Do as I mean, not as I say: Sequence Loss Training for Spoken Language
Understanding
- URL: http://arxiv.org/abs/2102.06750v1
- Date: Fri, 12 Feb 2021 20:09:08 GMT
- Title: Do as I mean, not as I say: Sequence Loss Training for Spoken Language
Understanding
- Authors: Milind Rao, Pranav Dheram, Gautam Tiwari, Anirudh Raju, Jasha Droppo,
Ariya Rastrow, Andreas Stolcke
- Abstract summary: Spoken language understanding (SLU) systems extract transcriptions, as well as semantics of intent or named entities from speech.
We propose non-differentiable sequence losses based on SLU metrics as a proxy for semantic error and use the REINFORCE trick to train ASR and SLU models with this loss.

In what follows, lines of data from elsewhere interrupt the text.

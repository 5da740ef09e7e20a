//! CLI configuration management.
//!
//! Configuration is stored as TOML:
//! - Linux: `~/.config/dxsync/config.toml`
//! - Windows: `%APPDATA%/dxsync/config.toml`
//!
//! `WORKSPACE_ID` and `BASE_URL` in the environment override the file.

use std::path::{Path, PathBuf};
use std::time::Duration;

use anyhow::Context;
use dxsync_transfer::{DEFAULT_CHUNK_SIZE, DEFAULT_CHUNK_THRESHOLD, RetryPolicy};
use serde::{Deserialize, Serialize};

/// CLI configuration.
#[derive(Debug, Clone, PartialEq, Serialize, Deserialize)]
pub struct Config {
    /// DX API root.
    #[serde(default = "default_base_url")]
    pub base_url: String,

    /// Target workspace id.
    #[serde(default, skip_serializing_if = "Option::is_none")]
    pub workspace_id: Option<String>,

    /// Bytes per resumable chunk.
    #[serde(default = "default_chunk_size")]
    pub chunk_size: usize,

    /// Payloads above this many bytes are sent in chunks.
    #[serde(default = "default_chunk_threshold")]
    pub chunk_threshold: u64,

    /// Per-request timeout in seconds.
    #[serde(default = "default_request_timeout")]
    pub request_timeout_secs: u64,

    #[serde(default)]
    pub retry: RetryConfig,

    /// Files holding pre-fetched secrets.
    #[serde(default)]
    pub secrets: SecretFiles,
}

/// Backoff for transient network failures.
#[derive(Debug, Clone, PartialEq, Serialize, Deserialize)]
pub struct RetryConfig {
    #[serde(default = "default_max_attempts")]
    pub max_attempts: u32,
    #[serde(default = "default_initial_delay_ms")]
    pub initial_delay_ms: u64,
    #[serde(default = "default_max_delay_ms")]
    pub max_delay_ms: u64,
    #[serde(default = "default_backoff_factor")]
    pub backoff_factor: f64,
}

/// Paths of secret files. Environment variables take precedence.
#[derive(Debug, Clone, Default, PartialEq, Serialize, Deserialize)]
pub struct SecretFiles {
    #[serde(default, skip_serializing_if = "Option::is_none")]
    pub app_id: Option<PathBuf>,
    #[serde(default, skip_serializing_if = "Option::is_none")]
    pub private_key: Option<PathBuf>,
    #[serde(default, skip_serializing_if = "Option::is_none")]
    pub api_token: Option<PathBuf>,
}

fn default_base_url() -> String {
    dxsync_platform::DEFAULT_BASE_URL.into()
}

fn default_chunk_size() -> usize {
    DEFAULT_CHUNK_SIZE
}

fn default_chunk_threshold() -> u64 {
    DEFAULT_CHUNK_THRESHOLD
}

fn default_request_timeout() -> u64 {
    dxsync_platform::DEFAULT_TIMEOUT.as_secs()
}

fn default_max_attempts() -> u32 {
    RetryPolicy::default().max_attempts
}

fn default_initial_delay_ms() -> u64 {
    RetryPolicy::default().initial_delay.as_millis() as u64
}

fn default_max_delay_ms() -> u64 {
    RetryPolicy::default().max_delay.as_millis() as u64
}

fn default_backoff_factor() -> f64 {
    RetryPolicy::default().backoff_factor
}

impl Default for RetryConfig {
    fn default() -> Self {
        Self {
            max_attempts: default_max_attempts(),
            initial_delay_ms: default_initial_delay_ms(),
            max_delay_ms: default_max_delay_ms(),
            backoff_factor: default_backoff_factor(),
        }
    }
}

impl RetryConfig {
    pub fn to_policy(&self) -> RetryPolicy {
        RetryPolicy {
            max_attempts: self.max_attempts.max(1),
            initial_delay: Duration::from_millis(self.initial_delay_ms),
            max_delay: Duration::from_millis(self.max_delay_ms),
            backoff_factor: if self.backoff_factor.is_finite() {
                self.backoff_factor.max(1.0)
            } else {
                1.0
            },
        }
    }
}

impl Default for Config {
    fn default() -> Self {
        Self {
            base_url: default_base_url(),
            workspace_id: None,
            chunk_size: default_chunk_size(),
            chunk_threshold: default_chunk_threshold(),
            request_timeout_secs: default_request_timeout(),
            retry: RetryConfig::default(),
            secrets: SecretFiles::default(),
        }
    }
}

impl Config {
    /// Loads configuration from `path`, or from the default location.
    ///
    /// An explicit path must exist. A missing default file yields defaults.
    pub fn load(path: Option<&Path>) -> anyhow::Result<Self> {
        match path {
            Some(path) => Self::load_from(path),
            None => {
                let path = config_path();
                if path.exists() {
                    Self::load_from(&path)
                } else {
                    tracing::debug!(path = %path.display(), "no configuration file, using defaults");
                    Ok(Config::default())
                }
            }
        }
    }

    fn load_from(path: &Path) -> anyhow::Result<Self> {
        let content = std::fs::read_to_string(path)
            .with_context(|| format!("reading config {}", path.display()))?;
        let config: Config = toml::from_str(&content)
            .with_context(|| format!("parsing config {}", path.display()))?;
        tracing::debug!(path = %path.display(), "configuration loaded");
        Ok(config)
    }

    /// Applies `WORKSPACE_ID` and `BASE_URL` overrides.
    pub fn apply_env(&mut self, env: impl Fn(&str) -> Option<String>) {
        if let Some(id) = env("WORKSPACE_ID").filter(|v| !v.trim().is_empty()) {
            self.workspace_id = Some(id);
        }
        if let Some(url) = env("BASE_URL").filter(|v| !v.trim().is_empty()) {
            self.base_url = url;
        }
    }

    pub fn request_timeout(&self) -> Duration {
        Duration::from_secs(self.request_timeout_secs.max(1))
    }
}

/// Returns the platform-specific configuration file path.
fn config_path() -> PathBuf {
    #[cfg(target_os = "windows")]
    {
        let appdata =
            std::env::var("APPDATA").unwrap_or_else(|_| "C:\\Users\\Default\\AppData".into());
        PathBuf::from(appdata).join("dxsync").join("config.toml")
    }

    #[cfg(not(target_os = "windows"))]
    {
        let home = std::env::var("HOME").unwrap_or_else(|_| "/tmp".into());
        PathBuf::from(home)
            .join(".config")
            .join("dxsync")
            .join("config.toml")
    }
}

We show that custom sequence loss training is the state-of-the-art on open SLU datasets and leads to 6% relative improvement in both ASR and NLU performance metrics.
- Score: 22.652754839140744
- License: http://arxiv.org/licenses/nonexclusive-distrib/1.0/
- Abstract: Spoken language understanding (SLU) systems extract transcriptions, as well
as semantics of intent or named entities from speech, and are essential
components of voice activated systems. SLU models, which either directly
extract semantics from audio or are composed of pipelined automatic speech
recognition (ASR) and natural language understanding (NLU) models, are
typically trained via differentiable cross-entropy losses, even when the
relevant performance metrics of interest are word or semantic error rates. In
this work, we propose non-differentiable sequence losses based on SLU metrics
as a proxy for semantic error and use the REINFORCE trick to train ASR and SLU
models with this loss. We show that custom sequence loss training is the
state-of-the-art on open SLU datasets and leads to 6% relative improvement in
both ASR and NLU performance metrics on large proprietary datasets. We also
demonstrate how the semantic sequence loss training paradigm can be used to
update ASR and SLU models without transcripts, using semantic feedback alone.